After being drafted 4th overall in 2015, Amari Cooper had two productive seasons to start his career. However, year three came around and he did not look like the same player. If you read my piece on QB’s a few weeks ago, you’ll see how I believe Derek Carr and Jon Gruden are going to get this team going in the right direction after a discouraging 2017 season. It starts with the Carr/Gruden relationship, which I believe will help out the entire offense and in my eyes, Cooper is a big part of it. I love the addition of Jordy Nelson and the departure of Michael Crabtree. I think it will help Cooper develop and become a better player in the long run. Just like with Keenan Allen, we know he is talented, but there are questions. Right now in mock drafts, he is going around pick 40 alongside Alshon Jeffery and Josh Gordon. Cooper is a steal at that price and could pay off in a big way in 2018.

Verdict: Fiction


Dez Bryant (DAL)

Bryant is not the same player he used to be. Entering his ninth season in the league, Bryant has openly said he is not willing to take a pay cut to stay with the Cowboys. This means he could be finding himself a new home here very shortly.
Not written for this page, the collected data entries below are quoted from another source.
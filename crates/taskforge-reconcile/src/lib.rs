//! # TaskForge Reconcile
//! The deadline reconciliation engine: pure detectors, a typed
//! in-process event bus, the notification dispatcher, and the
//! four-job scheduler that drives it all.
//!
//! ```text
//! ReconciliationScheduler (4 tokio intervals, non-reentrant)
//!   ├── task-overdue     every 60s   ─┐
//!   ├── project-overdue  every 60s    ├─→ ReconcileEngine sweep
//!   ├── task-upcoming    every 30min  │     fetch → detect → publish → persist
//!   └── project-upcoming every 60min ─┘
//!                                  EventBus ──→ NotificationDispatcher ──→ gateway
//! ```

pub mod bus;
pub mod detector;
pub mod dispatch;
pub mod scheduler;
pub mod sweep;

#[cfg(test)]
mod testutil;

pub use bus::EventBus;
pub use dispatch::NotificationDispatcher;
pub use scheduler::{ReconciliationScheduler, SweepCheck};
pub use sweep::{ReconcileEngine, SweepStats};
//! Sweep execution.
//!
//! One sweep: fetch candidates for a `(kind, condition)` pair, run the
//! detector over each snapshot, and apply positive decisions in the
//! order mutate-in-memory → publish → persist. A candidate-query failure
//! aborts the whole tick; a per-entity failure is logged and the sweep
//! continues. No cursor is kept anywhere — all sweep state lives in the
//! entities, which makes an interrupted sweep self-healing on the next
//! tick.

use std::sync::Arc;

use taskforge_core::clock::Clock;
use taskforge_core::error::Result;
use taskforge_core::traits::{CandidateRepository, EntityMutator};
use taskforge_core::types::EntityKind;

use crate::bus::EventBus;
use crate::detector::{overdue, upcoming};

/// Per-tick summary, logged by the scheduler.
#[derive(Debug, Clone, Copy, Default, PartialEq, Eq)]
pub struct SweepStats {
    pub scanned: usize,
    pub transitioned: usize,
    pub notified: usize,
    pub failed: usize,
}

pub struct ReconcileEngine {
    repository: Arc<dyn CandidateRepository>,
    mutator: Arc<dyn EntityMutator>,
    bus: Arc<EventBus>,
    clock: Arc<dyn Clock>,
}

impl ReconcileEngine {
    pub fn new(
        repository: Arc<dyn CandidateRepository>,
        mutator: Arc<dyn EntityMutator>,
        bus: Arc<EventBus>,
        clock: Arc<dyn Clock>,
    ) -> Self {
        Self { repository, mutator, bus, clock }
    }

    /// Sweep all overdue candidates of `kind`.
    pub async fn run_overdue_sweep(&self, kind: EntityKind) -> Result<SweepStats> {
        let now = self.clock.now();
        let candidates = self.repository.overdue_candidates(kind, now).await?;

        let mut stats = SweepStats { scanned: candidates.len(), ..Default::default() };
        for candidate in candidates {
            let entity_id = candidate.id;

            let Some(decision) = overdue::evaluate(&candidate, now) else {
                continue;
            };
            let notified = decision.event.is_some();
            if let Some(event) = &decision.event {
                self.bus.publish_overdue(event);
            }
            match self.mutator.save(&decision.snapshot).await {
                Ok(()) => {
                    stats.transitioned += 1;
                    if notified {
                        stats.notified += 1;
                    }
                }
                Err(e) => {
                    stats.failed += 1;
                    tracing::warn!(%entity_id, %kind, "overdue sweep: persist failed: {e}");
                }
            }
        }
        Ok(stats)
    }

    /// Sweep all upcoming-deadline candidates of `kind`.
    pub async fn run_upcoming_sweep(&self, kind: EntityKind) -> Result<SweepStats> {
        let now = self.clock.now();
        let candidates = self.repository.upcoming_candidates(kind).await?;

        let mut stats = SweepStats { scanned: candidates.len(), ..Default::default() };
        for candidate in candidates {
            let entity_id = candidate.id;

            let Some(decision) = upcoming::evaluate(&candidate, now) else {
                continue;
            };
            self.bus.publish_upcoming(&decision.event);
            match self.mutator.save(&decision.snapshot).await {
                Ok(()) => {
                    stats.transitioned += 1;
                    stats.notified += 1;
                }
                Err(e) => {
                    stats.failed += 1;
                    tracing::warn!(%entity_id, %kind, "upcoming sweep: persist failed: {e}");
                }
            }
        }
        Ok(stats)
    }
}
//! Unified error types for TaskForge.

use thiserror::Error;

/// Result type alias using TaskForgeError.
pub type Result<T> = std::result::Result<T, TaskForgeError>;

#[derive(Error, Debug)]
pub enum TaskForgeError {
    // Reconciliation errors
    #[error("Candidate query failed: {0}")]
    Repository(String),

    #[error("Entity processing failed: {0}")]
    Entity(String),

    #[error("Persist failed: {0}")]
    Persist(String),

    // Store errors
    #[error("Store error: {0}")]
    Store(String),

    #[error("Entity not found: {0}")]
    NotFound(String),

    // Notification errors
    #[error("Notification delivery failed: {0}")]
    Notification(String),

    // Config errors
    #[error("Configuration error: {0}")]
    Config(String),

    #[error("Config file not found: {0}")]
    ConfigNotFound(String),

    // General errors
    #[error("IO error: {0}")]
    Io(#[from] std::io::Error),

    #[error("JSON error: {0}")]
    Json(#[from] serde_json::Error),

    #[error("{0}")]
    Other(String),
}

impl TaskForgeError {
    pub fn repository(msg: impl Into<String>) -> Self {
        Self::Repository(msg.into())
    }

    pub fn entity(msg: impl Into<String>) -> Self {
        Self::Entity(msg.into())
    }

    pub fn persist(msg: impl Into<String>) -> Self {
        Self::Persist(msg.into())
    }

    pub fn store(msg: impl Into<String>) -> Self {
        Self::Store(msg.into())
    }

    pub fn notification(msg: impl Into<String>) -> Self {
        Self::Notification(msg.into())
    }

    pub fn config(msg: impl Into<String>) -> Self {
        Self::Config(msg.into())
    }
}

#[cfg(test)]
mod tests {
    use super::*;

    #[test]
    fn test_error_display() {
        let err = TaskForgeError::Repository("connection refused".into());
        assert!(err.to_string().contains("connection refused"));
    }

    #[test]
    fn test_error_constructors() {
        let e1 = TaskForgeError::repository("test");
        assert!(matches!(e1, TaskForgeError::Repository(_)));

        let e2 = TaskForgeError::persist("test");
        assert!(matches!(e2, TaskForgeError::Persist(_)));

        let e3 = TaskForgeError::notification("test");
        assert!(matches!(e3, TaskForgeError::Notification(_)));

        let e4 = TaskForgeError::store("test");
        assert!(matches!(e4, TaskForgeError::Store(_)));
    }

    #[test]
    fn test_io_error_conversion() {
        let io_err = std::io::Error::new(std::io::ErrorKind::NotFound, "file not found");
        let err: TaskForgeError = io_err.into();
        assert!(matches!(err, TaskForgeError::Io(_)));
    }
}
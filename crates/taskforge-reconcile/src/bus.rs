//! Typed, synchronous, in-process event bus.
//!
//! Subscribers are registered explicitly at wiring time (one list per
//! event type) and invoked on the publisher's execution context, in
//! registration order. `publish_*` never fails: a subscriber error or
//! panic is logged and the remaining subscribers still run, so a broken
//! listener can never corrupt a sweep.

use std::panic::{AssertUnwindSafe, catch_unwind};

use taskforge_core::error::Result;
use taskforge_core::types::{OverdueEvent, UpcomingDeadlineEvent};

type Handler<E> = Box<dyn Fn(&E) -> Result<()> + Send + Sync>;

#[derive(Default)]
pub struct EventBus {
    overdue: Vec<Handler<OverdueEvent>>,
    upcoming: Vec<Handler<UpcomingDeadlineEvent>>,
}

impl EventBus {
    pub fn new() -> Self {
        Self::default()
    }

    pub fn subscribe_overdue<F>(&mut self, handler: F)
    where
        F: Fn(&OverdueEvent) -> Result<()> + Send + Sync + 'static,
    {
        self.overdue.push(Box::new(handler));
    }

    pub fn subscribe_upcoming<F>(&mut self, handler: F)
    where
        F: Fn(&UpcomingDeadlineEvent) -> Result<()> + Send + Sync + 'static,
    {
        self.upcoming.push(Box::new(handler));
    }

    pub fn publish_overdue(&self, event: &OverdueEvent) {
        Self::deliver(&self.overdue, event, "overdue");
    }

    pub fn publish_upcoming(&self, event: &UpcomingDeadlineEvent) {
        Self::deliver(&self.upcoming, event, "upcoming_deadline");
    }

    fn deliver<E>(handlers: &[Handler<E>], event: &E, event_type: &str) {
        for (index, handler) in handlers.iter().enumerate() {
            match catch_unwind(AssertUnwindSafe(|| handler(event))) {
                Ok(Ok(())) => {}
                Ok(Err(e)) => {
                    tracing::error!(event_type, subscriber = index, "subscriber failed: {e}");
                }
                Err(_) => {
                    tracing::error!(event_type, subscriber = index, "subscriber panicked");
                }
            }
        }
    }
}
//! Overdue detection.
//!
//! Pure function of `(snapshot, now)`. The sweep owns all I/O: it fetches
//! the candidate, applies the returned decision, publishes the event, and
//! persists the snapshot.

use chrono::{DateTime, Utc};
use taskforge_core::types::{EntitySnapshot, OverdueEvent};

/// What the sweep should do with one overdue candidate.
#[derive(Debug, Clone, PartialEq)]
pub struct OverdueDecision {
    /// Mutated snapshot to persist. Persisted every time the overdue
    /// condition holds, even when nothing changed since the last tick.
    pub snapshot: EntitySnapshot,
    /// Set exactly once per entity: only while `notified_overdue` was
    /// still clear.
    pub event: Option<OverdueEvent>,
}

/// Evaluate one candidate against the overdue condition.
///
/// Returns `None` when the entity is completed, deleted, or not yet due —
/// no mutation, no event. `Overdue` is sticky: an already-overdue entity
/// keeps the status and is simply re-persisted without a second event.
pub fn evaluate(snapshot: &EntitySnapshot, now: DateTime<Utc>) -> Option<OverdueDecision> {
    if snapshot.due_date > now || snapshot.status.is_completed() || snapshot.deleted {
        return None;
    }

    let mut snapshot = snapshot.clone();
    snapshot.status = snapshot.status.overdue();

    let event = if snapshot.notified_overdue {
        None
    } else {
        snapshot.notified_overdue = true;
        Some(OverdueEvent {
            entity_id: snapshot.id,
            kind: snapshot.kind(),
            owner_id: snapshot.owner_id,
            title: snapshot.title.clone(),
            due_date: snapshot.due_date,
        })
    };

    Some(OverdueDecision { snapshot, event })
}
//! Outbound notification port.

use async_trait::async_trait;

use crate::error::Result;
use crate::types::{OverdueEvent, UpcomingDeadlineEvent};

/// Forwards domain events to the external notification collaborator.
///
/// One best-effort call per event. The engine never consumes a return
/// value beyond logging; retry and backoff belong to the collaborator.
#[async_trait]
pub trait NotificationGateway: Send + Sync {
    fn name(&self) -> &str;

    async fn send_overdue(&self, event: &OverdueEvent) -> Result<()>;

    async fn send_upcoming(&self, event: &UpcomingDeadlineEvent) -> Result<()>;
}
Either way, Bryant is on the back end of his career and sliding quickly. If he does stay in Dallas, expect something similar to last season. The Cowboys have virtually no receiving threats outside of Jason Witten and Bryant, who are both past their prime. I hope we don’t see Bryant’s career fall off like Brandon Marshall’s did, but unfortunately that’s the way it’s looking right now. I’m only taking Bryant later in drafts if the value appears to be too good to pass up.